Here are three personal-contact experiences.
Case 1: A client buys a second notebook computer from a leading national outlet and requests the loading of newly purchased word processing programs before taking delivery, as well as a DOS 6,2 upgrade on existing and new machines. A slick salesperson assures the client a DOS upgrade-only will definitely not lose any data.
He doesn’t take into account the lazy support-service technician backstage, who interconnects (via Laplink) the two machines to save herself time and so blithely eliminates half of the client’s existing data files, which are later declared unrecoverable. Adding insult to injury, the new machine, mercifully not a gift, is found to have a sprinkling of the older machine’s data files.
Case 2: A client buys a state-of-the-art colour printer for Soho, guaranteed to be compatible with her existing desktop PC and software. On installing printer drivers, all looks hunky dory on screen — after all, WYSIWYG is supposed to mean “what you see is what you get”. In this case, the letters “a” and “j” attach themselves, when printed on paper, like inseparable Siamese twins. Months of yo-yoing to and fro between the different manufacturers of PC, printer and software has each blaming the other for the seemingly inexplicable incompatibility. The client says interconnected a’s and j’s have grown on her and she’s simply given up.
Case 3: I recently bought an Apple Power Macintosh with a view to producing better-than-usual graphics and newsletters. I knew Apple has a different operating system from IBM. I even understood that I’d need to buy a different version of WordPerfect. Imagine my chagrin, however, when a fast-talking technician set up the equipment and installed the software and only then casually mentioned that the Apple wouldn’t print to either of our three existing printers without a special interface. The best deal negotiable, we discovered, would add another R2 000 minimum to the existing, not inconsiderable, purchase price — kinda late when we’d already paid. We now have to “export” documents into an IBM-compatible machine in order to print them.

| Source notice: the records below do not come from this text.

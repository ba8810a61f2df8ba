//! Preset workloads

use crate::batch::{BatchConfig, ResourceIdentity, DEFAULT_LATENCY};
use std::fmt;
use std::str::FromStr;

/// Canned batch shapes for demonstrating the effect of a gate
#[derive(Debug, Clone, Copy, PartialEq, Eq)]
pub enum Scenario {
    /// Five tasks all requesting resource 1
    SameResource,
    /// Ten tasks cycling over resources 1 to 3
    RoundRobin,
}

impl Scenario {
    pub fn task_count(self) -> i64 {
        match self {
            Scenario::SameResource => 5,
            Scenario::RoundRobin => 10,
        }
    }

    pub fn identity(self) -> ResourceIdentity {
        match self {
            Scenario::SameResource => ResourceIdentity::Fixed(1),
            Scenario::RoundRobin => ResourceIdentity::RoundRobin { ids: 3 },
        }
    }

    pub fn label(self) -> &'static str {
        match self {
            Scenario::SameResource => "same resource requested by every task",
            Scenario::RoundRobin => "requests cycling over three resources",
        }
    }

    /// Batch configuration for this scenario with `permits` permits
    pub fn config(self, permits: i64) -> BatchConfig {
        BatchConfig::new(self.task_count(), permits)
            .with_latency(DEFAULT_LATENCY)
            .with_identity(self.identity())
            .with_label(self.label())
    }
}

impl fmt::Display for Scenario {
    fn fmt(&self, f: &mut fmt::Formatter<'_>) -> fmt::Result {
        match self {
            Scenario::SameResource => f.write_str("same-resource"),
            Scenario::RoundRobin => f.write_str("round-robin"),
        }
    }
}

impl FromStr for Scenario {
    type Err = String;

    fn from_str(s: &str) -> Result<Self, Self::Err> {
        match s {
            "same-resource" => Ok(Scenario::SameResource),
            "round-robin" => Ok(Scenario::RoundRobin),
            other => Err(format!(
                "unknown scenario '{}' (expected same-resource or round-robin)",
                other
            )),
        }
    }
}

#[cfg(test)]
mod tests {
    use super::*;

    #[test]
    fn test_same_resource() {
        let config = Scenario::SameResource.config(0);
        assert_eq!(config.task_count, 5);
        assert!(!config.is_bounded());
        assert!((0..5).all(|i| config.identity.resource_for(i) == 1));
        assert_eq!(config.latency, DEFAULT_LATENCY);
    }

    #[test]
    fn test_round_robin() {
        let config = Scenario::RoundRobin.config(3);
        assert_eq!(config.task_count, 10);
        assert_eq!(config.permits, 3);

        let ids: Vec<u64> = (0..10).map(|i| config.identity.resource_for(i)).collect();
        assert_eq!(ids, vec![2, 3, 1, 2, 3, 1, 2, 3, 1, 2]);
    }

    #[test]
    fn test_parse() {
        assert_eq!("round-robin".parse::<Scenario>(), Ok(Scenario::RoundRobin));
        assert_eq!(
            Scenario::SameResource.to_string().parse::<Scenario>(),
            Ok(Scenario::SameResource)
        );
        assert!("bogus".parse::<Scenario>().is_err());
    }
}
impl BatchRun {
    /// Validate `config` and create an idle run
    pub fn new(config: BatchConfig, event_capacity: usize) -> Result<Self> {
        config.validate()?;

        let id = BatchId::new();
        let gate = AdmissionGate::new(config.permits)?;
        let (outcome, _) = watch::channel(None);

        Ok(Self {
            id,
            total: config.tasks(),
            config,
            gate,
            tracker: ConcurrencyTracker::new(),
            events: EventLog::new(id, event_capacity),
            completed: AtomicUsize::new(0),
            failed: AtomicUsize::new(0),
            outcomes: Mutex::new(Vec::new()),
            state: Mutex::new(StateMachine::new()),
            timing: Mutex::new(Timing::default()),
            cancel: CancellationToken::new(),
            outcome,
        })
    }

    pub fn id(&self) -> BatchId {
        self.id
    }

    pub fn config(&self) -> &BatchConfig {
        &self.config
    }

    pub fn gate(&self) -> &AdmissionGate {
        &self.gate
    }

    pub fn tracker(&self) -> &ConcurrencyTracker {
        &self.tracker
    }

    pub fn state(&self) -> BatchState {
        self.state.lock().current_state()
    }

    pub fn events(&self) -> Vec<LogEvent> {
        self.events.snapshot()
    }

    pub fn subscribe(&self) -> broadcast::Receiver<LogEvent> {
        self.events.subscribe()
    }

    /// Outcomes of the tasks that finished so far, in completion order
    pub fn outcomes(&self) -> Vec<TaskOutcome> {
        self.outcomes.lock().clone()
    }

    /// Signal cooperative cancellation.
    ///
    /// Waiting tasks stop waiting and in-flight tasks abandon their operation;
    /// all of them still release what they hold.
    pub fn cancel(&self) {
        if !self.cancel.is_cancelled() {
            tracing::info!(batch_id = %self.id, "Canceling batch");
        }
        self.cancel.cancel();
    }

    pub fn is_canceled(&self) -> bool {
        self.cancel.is_cancelled()
    }

    /// Wall-clock time since launch, frozen once the batch completes
    pub fn elapsed(&self) -> Duration {
        let timing = self.timing.lock();
        match (timing.elapsed, timing.started) {
            (Some(elapsed), _) => elapsed,
            (None, Some(started)) => started.elapsed(),
            (None, None) => Duration::ZERO,
        }
    }

    /// Consistent view of the run's counters and log
    pub fn snapshot(&self) -> BatchSnapshot {
        let (state, history) = {
            let machine = self.state.lock();
            (machine.current_state(), machine.history().to_vec())
        };

        BatchSnapshot {
            batch_id: self.id,
            state,
            current_concurrency: self.tracker.current(),
            max_concurrency: self.tracker.max(),
            completed: self.completed.load(Ordering::Acquire),
            failed: self.failed.load(Ordering::Acquire),
            total: self.total,
            elapsed: self.elapsed(),
            history,
            events: self.events.snapshot(),
        }
    }

    /// Wait until the run reaches a terminal state
    pub async fn wait(&self) -> Result<BatchOutcome> {
        let mut rx = self.outcome.subscribe();
        let outcome = rx
            .wait_for(Option::is_some)
            .await
            .map_err(|e| Error::Internal(format!("batch {} outcome lost: {}", self.id, e)))?;

        (*outcome)
            .clone()
            .ok_or_else(|| Error::Internal(format!("batch {} has no outcome", self.id)))
    }

    /// Launch every task, wait for all of them, and publish the outcome
    #[tracing::instrument(
        name = "runner.run",
        skip(self, operation),
        fields(
            batch_id = %self.id,
            tasks = self.total,
            permits = self.config.permits,
        )
    )]
    pub async fn run(self: Arc<Self>, operation: Arc<dyn SlowOperation>) -> BatchOutcome {
        if self.cancel.is_cancelled() {
            return self.finish_canceled();
        }

        self.transition(BatchState::Running);
        self.timing.lock().started = Some(Instant::now());
        self.announce();

        let mut tasks = JoinSet::new();
        for index in 0..self.total {
            tasks.spawn(self.clone().run_task(operation.clone(), index));
        }

        while let Some(joined) = tasks.join_next().await {
            if let Err(e) = joined {
                // Guards already released the gate and tracker during unwinding.
                self.failed.fetch_add(1, Ordering::AcqRel);
                record_task("failed", 0.0);
                self.events
                    .append(Severity::Error, format!("a task aborted: {}", e));
            }
        }

        if self.cancel.is_cancelled() {
            return self.finish_canceled();
        }
        self.finish_completed()
    }

    async fn run_task(self: Arc<Self>, operation: Arc<dyn SlowOperation>, index: usize) {
        let number = index + 1;
        let resource_id = self.config.identity.resource_for(index);
        let queued = Instant::now();

        let permit = tokio::select! {
            biased;
            _ = self.cancel.cancelled() => {
                self.record_canceled(number, "canceled while waiting for a permit");
                return;
            }
            permit = self.gate.acquire() => permit,
        };
        let permit = match permit {
            Ok(permit) => permit,
            Err(e) => {
                self.failed.fetch_add(1, Ordering::AcqRel);
                record_task("failed", 0.0);
                self.events
                    .append_task(number, Severity::Error, format!("[{}] failed: {}", number, e));
                return;
            }
        };
        let waited = queued.elapsed();

        let in_flight = self.tracker.enter();
        let depth = in_flight.depth();
        let started_at = Utc::now();
        let admitted = Instant::now();

        self.events.append_task(
            number,
            Severity::Request,
            format!(
                "[{}] request started for resource {} (concurrent: {})",
                number, resource_id, depth
            ),
        );

        let result = tokio::select! {
            biased;
            _ = self.cancel.cancelled() => None,
            result = operation.invoke(resource_id) => Some(result),
        };
        let duration = admitted.elapsed().as_secs_f64();

        let result = match result {
            Some(Ok(payload)) => {
                self.completed.fetch_add(1, Ordering::AcqRel);
                record_task("succeeded", duration);
                self.events.append_task(
                    number,
                    Severity::Success,
                    format!("[{}] completed (resource {})", number, payload.resource_id),
                );
                TaskResult::Success { payload }
            }
            Some(Err(e)) => {
                self.failed.fetch_add(1, Ordering::AcqRel);
                record_task("failed", duration);
                self.events
                    .append_task(number, Severity::Error, format!("[{}] failed: {}", number, e));
                TaskResult::Failure {
                    reason: e.to_string(),
                }
            }
            None => {
                record_task("canceled", duration);
                self.record_canceled(number, "canceled while in flight");
                return;
            }
        };

        self.outcomes.lock().push(TaskOutcome {
            index,
            resource_id,
            started_at,
            completed_at: Utc::now(),
            waited,
            concurrency_at_start: depth,
            result,
        });

        drop(in_flight);
        drop(permit);
    }

    fn record_canceled(&self, number: usize, reason: &str) {
        self.events.append_task(
            number,
            Severity::Warning,
            format!("[{}] {}", number, reason),
        );
    }

    fn transition(&self, state: BatchState) {
        if let Err(e) = self.state.lock().transition(state) {
            tracing::warn!(batch_id = %self.id, error = %e, "Ignoring batch state transition");
        }
    }

    fn announce(&self) {
        if let Some(label) = &self.config.label {
            self.events.append(Severity::Info, label.clone());
        }

        if self.gate.is_bounded() {
            self.events.append(
                Severity::Info,
                format!(
                    "{} requests started (admission gate: {} permits)",
                    self.total,
                    self.gate.permits()
                ),
            );
            self.events.append(
                Severity::Info,
                format!(
                    "at most {} requests reach the backend at the same time",
                    self.gate.permits()
                ),
            );
        } else {
            self.events.append(
                Severity::Info,
                format!("{} requests started at once (no admission gate)", self.total),
            );
            self.events.append(
                Severity::Warning,
                "all requests go out to the backend at once",
            );
        }
    }

    fn freeze_elapsed(&self) -> Duration {
        let mut timing = self.timing.lock();
        let elapsed = timing
            .started
            .map(|started| started.elapsed())
            .unwrap_or_default();
        *timing.elapsed.get_or_insert(elapsed)
    }

    fn finish_completed(&self) -> BatchOutcome {
        let elapsed = self.freeze_elapsed();
        let summary = BatchSummary {
            batch_id: self.id,
            total_tasks: self.total,
            completed: self.completed.load(Ordering::Acquire),
            failed: self.failed.load(Ordering::Acquire),
            max_concurrency: self.tracker.max(),
            permits: self.gate.permits(),
            elapsed,
        };

        self.emit_summary(&summary);
        self.transition(BatchState::Completed);
        BATCHES_TOTAL.with_label_values(&["completed"]).inc();

        tracing::info!(
            batch_id = %self.id,
            completed = summary.completed,
            failed = summary.failed,
            max_concurrency = summary.max_concurrency,
            elapsed_ms = summary.elapsed.as_millis() as u64,
            "Batch completed"
        );

        let outcome = BatchOutcome::Completed(summary);
        self.outcome.send_replace(Some(outcome.clone()));
        outcome
    }

    fn finish_canceled(&self) -> BatchOutcome {
        self.freeze_elapsed();
        self.events
            .append(Severity::Warning, "batch canceled: superseded by a newer batch");
        self.transition(BatchState::Canceled);
        BATCHES_TOTAL.with_label_values(&["canceled"]).inc();

        let outcome = BatchOutcome::Canceled {
            batch_id: self.id,
            total_tasks: self.total,
            completed: self.completed.load(Ordering::Acquire),
            failed: self.failed.load(Ordering::Acquire),
        };
        self.outcome.send_replace(Some(outcome.clone()));
        outcome
    }

    fn emit_summary(&self, summary: &BatchSummary) {
        self.events.append(Severity::Info, SEPARATOR);
        self.events.append(
            Severity::Info,
            format!("total elapsed: {}ms", summary.elapsed.as_millis()),
        );
        self.events.append(
            Severity::Warning,
            format!("max concurrent requests: {}", summary.max_concurrency),
        );
        self.events.append(Severity::Info, "");

        if self.gate.is_bounded() {
            self.events.append(Severity::Success, "benefits:");
            self.events.append(
                Severity::Success,
                format!(
                    "- concurrency capped at {} (observed {})",
                    summary.permits, summary.max_concurrency
                ),
            );
            self.events
                .append(Severity::Success, "- backend load reduced");
            self.events
                .append(Severity::Success, "- requests processed at a steady pace");
            if summary.failed > 0 {
                self.events.append(
                    Severity::Warning,
                    format!("{} of {} requests failed", summary.failed, summary.total_tasks),
                );
            }
        } else {
            self.events.append(Severity::Error, "problems:");
            self.events.append(
                Severity::Error,
                format!("- {} requests hit the backend at once", summary.total_tasks),
            );
            for (resource_id, count) in self.repeated_resources() {
                self.events.append(
                    Severity::Error,
                    format!("- resource {} was fetched {} times", resource_id, count),
                );
            }
            if summary.failed > 0 {
                self.events.append(
                    Severity::Error,
                    format!("- {} of {} requests failed", summary.failed, summary.total_tasks),
                );
            }
            self.events.append(
                Severity::Success,
                "an admission gate would cap concurrency and keep the backend stable",
            );
        }
    }

    /// Resources requested by more than one task, ordered by id
    fn repeated_resources(&self) -> Vec<(u64, usize)> {
        let mut counts = BTreeMap::new();
        for index in 0..self.total {
            *counts
                .entry(self.config.identity.resource_for(index))
                .or_insert(0usize) += 1;
        }
        counts.into_iter().filter(|(_, count)| *count > 1).collect()
    }
}
//! Prometheus metrics for batch execution
//!
//! All metrics live in the default Prometheus registry and aggregate across
//! every batch in the process.
//!
//! # Example Queries
//!
//! ```promql
//! # Task failure ratio (last 5 minutes)
//! sum(rate(surge_tasks_total{status="failed"}[5m]))
//! / sum(rate(surge_tasks_total[5m]))
//!
//! # P99 time spent waiting at the admission gate
//! histogram_quantile(0.99, rate(surge_gate_wait_seconds_bucket[5m]))
//! ```

use prometheus::{
    register_histogram, register_histogram_vec, register_int_counter_vec, register_int_gauge,
    Encoder, Histogram, HistogramVec, IntCounterVec, IntGauge, TextEncoder,
};
use std::sync::LazyLock;

/// Total number of tasks by final status.
///
/// Labels:
/// - `status`: succeeded | failed | canceled
pub static TASKS_TOTAL: LazyLock<IntCounterVec> = LazyLock::new(|| {
    register_int_counter_vec!(
        "surge_tasks_total",
        "Total number of tasks by final status",
        &["status"]
    )
    .expect("surge_tasks_total metric registration")
});

/// Time from admission to completion of a task, in seconds.
///
/// Labels:
/// - `status`: succeeded | failed | canceled
///
/// Buckets: 10ms to 30s
pub static TASK_DURATION_SECONDS: LazyLock<HistogramVec> = LazyLock::new(|| {
    register_histogram_vec!(
        "surge_task_duration_seconds",
        "Time from admission to completion of a task",
        &["status"],
        vec![0.01, 0.05, 0.1, 0.25, 0.5, 1.0, 2.5, 5.0, 10.0, 30.0]
    )
    .expect("surge_task_duration_seconds metric registration")
});

/// Time spent waiting for an admission gate permit, in seconds.
///
/// Buckets: 1ms to 30s
pub static GATE_WAIT_SECONDS: LazyLock<Histogram> = LazyLock::new(|| {
    register_histogram!(
        "surge_gate_wait_seconds",
        "Time spent waiting for an admission gate permit",
        vec![0.001, 0.01, 0.05, 0.1, 0.25, 0.5, 1.0, 2.5, 5.0, 10.0, 30.0]
    )
    .expect("surge_gate_wait_seconds metric registration")
});

/// Tasks currently in their working state across all batches
pub static TASKS_IN_FLIGHT: LazyLock<IntGauge> = LazyLock::new(|| {
    register_int_gauge!(
        "surge_tasks_in_flight",
        "Tasks currently in their working state"
    )
    .expect("surge_tasks_in_flight metric registration")
});

/// Total number of batches by terminal outcome.
///
/// Labels:
/// - `outcome`: completed | canceled
pub static BATCHES_TOTAL: LazyLock<IntCounterVec> = LazyLock::new(|| {
    register_int_counter_vec!(
        "surge_batches_total",
        "Total number of batches by terminal outcome",
        &["outcome"]
    )
    .expect("surge_batches_total metric registration")
});

/// Record a finished task
pub fn record_task(status: &str, duration_secs: f64) {
    TASKS_TOTAL.with_label_values(&[status]).inc();
    TASK_DURATION_SECONDS
        .with_label_values(&[status])
        .observe(duration_secs);
}

/// Render the default registry in the Prometheus text exposition format
pub fn gather_text() -> String {
    let mut buffer = Vec::new();
    let encoder = TextEncoder::new();
    if let Err(e) = encoder.encode(&prometheus::gather(), &mut buffer) {
        tracing::warn!(error = %e, "Failed to encode metrics");
        return String::new();
    }
    String::from_utf8_lossy(&buffer).into_owned()
}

The PC sales and marketing industry in South Africa has earned a dreadful and seemingly justified reputation, which is going to get worse as demand and bad experiences mount. It’s time for concerned professionals to get together and appoint an ombudsman to whom discontented buyers can openly address their grievances, perhaps heralding a smidgen of respect and integrity to the silicon world of chips and chaff.